Abstract

This paper studies comparative linguistics on the process of word-formation that occurs in Modern Standard Arabic (MSA), Palestinian Arabic (PLS), and Tunisian Arabic (TNS). It is addressed to portray the process of the verb, adjective, and noun formation in three Arabic languages by using Plag’s theory and to identify sameness and contrariness of basic words by using Hock’s theory. This study used 220 of Morris Swadesh's basic vocabulary as the main guidelines for obtaining data. The criteria were adopted to analyze the data were orthographic, sound-change, phonological and morpheme contrast. This research used descriptive qualitative. The source of the data was basic-word vocabulary.
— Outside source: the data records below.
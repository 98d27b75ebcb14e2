//! MAX-SAT problem domain.
//!
//! A concrete [`Problem`](crate::problem::Problem) whose objective is the
//! number of unsatisfied clauses of a CNF formula. It backs the tests and
//! benchmarks of this crate and can be used directly by a harness.
//!
//! - [`Formula`]: clause storage, DIMACS parsing and random k-SAT generation
//! - [`SatProblem`]: an arena of assignments with incrementally maintained
//!   objective values and per-slot memes

mod formula;
mod problem;

pub use formula::{Formula, Literal};
pub use problem::SatProblem;
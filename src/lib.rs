//! Composable metaheuristics over index-addressed solution memory.
//!
//! Search methods never own solutions. A [`Problem`](problem::Problem)
//! keeps a fixed arena of candidate solutions addressed by integer
//! [`MemoryIndex`](problem::MemoryIndex), and every operator works by
//! flipping, exchanging and copying bits between slots of that arena.
//!
//! - **Heuristics** ([`heuristics`]): Davis's bit hill climbing (single and
//!   k-bit), steepest and shallowest descent, random bit flip and bit
//!   mutation, with pluggable move acceptance.
//! - **Single-point search** ([`single_point`]): Iterated Local Search,
//!   Simulated Annealing and Late Acceptance over the `CURRENT`/`BACKUP`
//!   pair, with commit/rollback after every tick.
//! - **Population search** ([`population`]): a memetic algorithm assembled
//!   from parent selection, crossover, mutation, local search and
//!   replacement operators.
//! - **Multimeme** ([`multimeme`]): per-individual memeplexes that choose
//!   the mutation intensity and the local-search operator, inherited and
//!   innovated across generations.
//! - **SAT** ([`sat`]): a MAX-SAT problem with incremental evaluation and a
//!   DIMACS reader, used as the reference domain.
//! - **Trials** ([`trial`]): seeded, reproducible runs driven by a time
//!   budget or an iteration cap.
//!
//! All objectives are minimized. All randomness is passed in explicitly
//! (see [`random`]), so a seed fully determines a run.
//!
//! # Example
//!
//! ```
//! use u_memetic::heuristics::{BitMutation, DavisBitHc};
//! use u_memetic::population::{
//!     ElitistReplacement, MemeticAlgorithm, MemeticConfig, TournamentSelection,
//!     UniformCrossover,
//! };
//! use u_memetic::random::create_rng;
//! use u_memetic::sat::{Formula, SatProblem};
//! use u_memetic::trial::{Trial, TrialConfig};
//!
//! let mut rng = create_rng(42);
//! let formula = Formula::random(30, 120, 3, &mut rng);
//! let config = MemeticConfig::default().with_population_size(8);
//! let problem = SatProblem::new(formula, config.layout().unwrap().required_memory(), &mut rng);
//!
//! let ma = MemeticAlgorithm::builder(config)
//!     .crossover(UniformCrossover)
//!     .mutation(BitMutation::default())
//!     .local_search(DavisBitHc::new())
//!     .parent_selection(TournamentSelection::new(3).unwrap(), TournamentSelection::new(3).unwrap())
//!     .replacement(ElitistReplacement)
//!     .build()
//!     .unwrap();
//!
//! let result = Trial::with_rng(problem, ma, rng, TrialConfig::default().with_max_iterations(10))
//!     .run()
//!     .unwrap();
//! assert!(result.best_value <= result.trace[0]);
//! ```

pub mod error;
pub mod heuristics;
pub mod multimeme;
pub mod population;
pub mod problem;
pub mod random;
pub mod sat;
pub mod search;
pub mod single_point;
pub mod trial;

#[cfg(test)]
mod test_support;
//! Simulated Annealing.

use super::config::{SaConfig, Temperature};
use super::{prepare_slots, settle, MoveStats};
use crate::error::ConfigResult;
use crate::heuristics::{Heuristic, RandomBitFlip};
use crate::problem::{Problem, CURRENT};
use crate::search::SearchMethod;
use rand::{Rng, RngCore};
use tracing::{debug, trace};

/// Simulated Annealing with a single random bit flip per tick.
///
/// A tick flips one random bit of `CURRENT` and accepts it if
/// `delta < 0` or `u < exp(-delta / T)` with `u ~ U[0, 1)`. The schedule
/// advances exactly once per tick, whatever the outcome.
pub struct SimulatedAnnealing {
    temperature: Temperature,
    name: String,
    stats: MoveStats,
}

impl SimulatedAnnealing {
    pub fn new(config: SaConfig) -> ConfigResult<Self> {
        let name = format!("Simulated Annealing with {}", config.cooling);
        Ok(Self {
            temperature: Temperature::new(config)?,
            name,
            stats: MoveStats::default(),
        })
    }

    /// Temperature that the next tick will use.
    pub fn current_temperature(&self) -> f64 {
        self.temperature.current()
    }

    /// Tick and acceptance counters.
    pub fn stats(&self) -> MoveStats {
        self.stats
    }
}

/// Metropolis criterion. Improvements are always accepted.
fn metropolis(delta: f64, temperature: f64, draw: f64) -> bool {
    delta < 0.0 || draw < (-delta / temperature).exp()
}

impl SearchMethod for SimulatedAnnealing {
    fn name(&self) -> &str {
        &self.name
    }

    fn initialize(&mut self, problem: &mut dyn Problem, _rng: &mut dyn RngCore) -> ConfigResult<()> {
        prepare_slots(problem)?;
        debug!(
            temperature = self.temperature.current(),
            cooling = %self.temperature.config().cooling,
            "simulated annealing initialized"
        );
        Ok(())
    }

    fn run_main_loop(&mut self, problem: &mut dyn Problem, rng: &mut dyn RngCore) {
        let before = problem.objective_value(CURRENT);
        RandomBitFlip.apply(problem, CURRENT, rng);
        let after = problem.objective_value(CURRENT);

        let delta = after - before;
        let draw: f64 = rng.random();
        let temperature = self.temperature.current();
        let accept = metropolis(delta, temperature, draw);

        settle(problem, accept, &mut self.stats);
        self.temperature.advance();
        trace!(delta, temperature, accept, "sa tick");
    }

    fn incumbent_value(&self, problem: &dyn Problem) -> f64 {
        problem.objective_value(CURRENT)
    }
}

#[cfg(test)]
mod tests {
    use super::*;
    use crate::problem::BACKUP;
    use crate::random::create_rng;
    use crate::single_point::CoolingSchedule;
    use crate::test_support::{ScriptedProblem, WeightedBits};

    /// Yields near-maximal words, so every `random::<f64>()` draw lands
    /// just below 1.0.
    struct HighRng;

    impl RngCore for HighRng {
        fn next_u32(&mut self) -> u32 {
            0xFFFF_F000
        }
        fn next_u64(&mut self) -> u64 {
            0xFFFF_FFFF_FFFF_F000
        }
        fn fill_bytes(&mut self, dest: &mut [u8]) {
            dest.fill(0xF0);
        }
    }

    fn cold() -> SaConfig {
        SaConfig::default()
            .with_initial_temperature(1e-9)
            .with_min_temperature(1e-12)
    }

    #[test]
    fn test_metropolis_improvement_always_accepted() {
        assert!(metropolis(-1.0, 1e-300, 0.999_999));
        assert!(metropolis(-1.0, 1e6, 0.999_999));
        assert!(!metropolis(1.0, 1e-9, 0.0));
    }

    #[test]
    fn test_improving_move_accepted_regardless_of_draw() {
        let mut problem = ScriptedProblem::new(5.0, 2, &[4.0]);
        let mut rng = HighRng;
        let mut sa = SimulatedAnnealing::new(cold()).unwrap();
        sa.initialize(&mut problem, &mut rng).unwrap();
        sa.run_main_loop(&mut problem, &mut rng);
        assert_eq!(sa.stats().accepted, 1);
        assert_eq!(problem.objective_value(BACKUP), 4.0);
    }

    #[test]
    fn test_worsening_move_rejected_when_cold() {
        let mut problem = ScriptedProblem::new(5.0, 2, &[6.0]);
        let mut rng = HighRng;
        let mut sa = SimulatedAnnealing::new(cold()).unwrap();
        sa.initialize(&mut problem, &mut rng).unwrap();
        sa.run_main_loop(&mut problem, &mut rng);
        assert_eq!(sa.stats().accepted, 0);
        assert_eq!(problem.objective_value(CURRENT), 5.0);
    }

    #[test]
    fn test_schedule_advances_every_tick() {
        let config = SaConfig::default()
            .with_initial_temperature(8.0)
            .with_min_temperature(0.001)
            .with_cooling(CoolingSchedule::Geometric { alpha: 0.5 });
        let mut problem = ScriptedProblem::new(5.0, 2, &[4.0, 9.0]);
        let mut rng = create_rng(1);
        let mut sa = SimulatedAnnealing::new(config).unwrap();
        sa.initialize(&mut problem, &mut rng).unwrap();
        sa.run_main_loop(&mut problem, &mut rng);
        assert!((sa.current_temperature() - 4.0).abs() < 1e-12);
        sa.run_main_loop(&mut problem, &mut rng);
        assert!((sa.current_temperature() - 2.0).abs() < 1e-12);
    }

    #[test]
    fn test_commit_invariant_every_tick() {
        let mut problem = WeightedBits::new(vec![1.0, 2.0, 3.0, 4.0, 5.0, 6.0], 2);
        let mut rng = create_rng(42);
        let mut sa = SimulatedAnnealing::new(SaConfig::default()).unwrap();
        sa.initialize(&mut problem, &mut rng).unwrap();
        for _ in 0..500 {
            sa.run_main_loop(&mut problem, &mut rng);
            assert_eq!(
                problem.objective_value(CURRENT),
                problem.objective_value(BACKUP)
            );
        }
        assert_eq!(sa.stats().iterations, 500);
    }

    #[test]
    fn test_hot_accepts_most_uphill_moves() {
        let config = SaConfig::default()
            .with_initial_temperature(1e8)
            .with_min_temperature(1e7)
            .with_cooling(CoolingSchedule::Geometric { alpha: 0.99 });
        let mut problem = WeightedBits::new(vec![1.0; 10], 2);
        let mut rng = create_rng(42);
        let mut sa = SimulatedAnnealing::new(config).unwrap();
        sa.initialize(&mut problem, &mut rng).unwrap();
        for _ in 0..1000 {
            sa.run_main_loop(&mut problem, &mut rng);
        }
        let ratio = sa.stats().accepted as f64 / sa.stats().iterations as f64;
        assert!(ratio > 0.9, "expected high acceptance at high temp, got {ratio}");
    }

    #[test]
    fn test_invalid_config_fails_fast() {
        let config = SaConfig::default().with_cooling(CoolingSchedule::Geometric { alpha: 2.0 });
        assert!(SimulatedAnnealing::new(config).is_err());
    }
}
The data were gathered by conducting an in-depth interview with five post-graduate students of the Arabic Department at Universitas Islam Negeri (UIN) Syarif Hidayatullah Jakarta as informants to get information. The data were analyzed by using structural linguistics, especially phonology, morphology, and semantics. This investigation informed several aspects of findings such as processes of cognates, back-formation, phonological variations, prefixes, clipping, derivation, acronym, loanword, blending, and metathesis of MSA, PLS and TNS. Using the Swadesh vocabulary list, the results of this study found 207 vocabularies for each language, such as MSA, Tunisian, and Palestinian. Using word categorization, it has found that these vocabularies have categorized into five words classes, namely, nouns, adjectives, verbs, adverbs, determiner.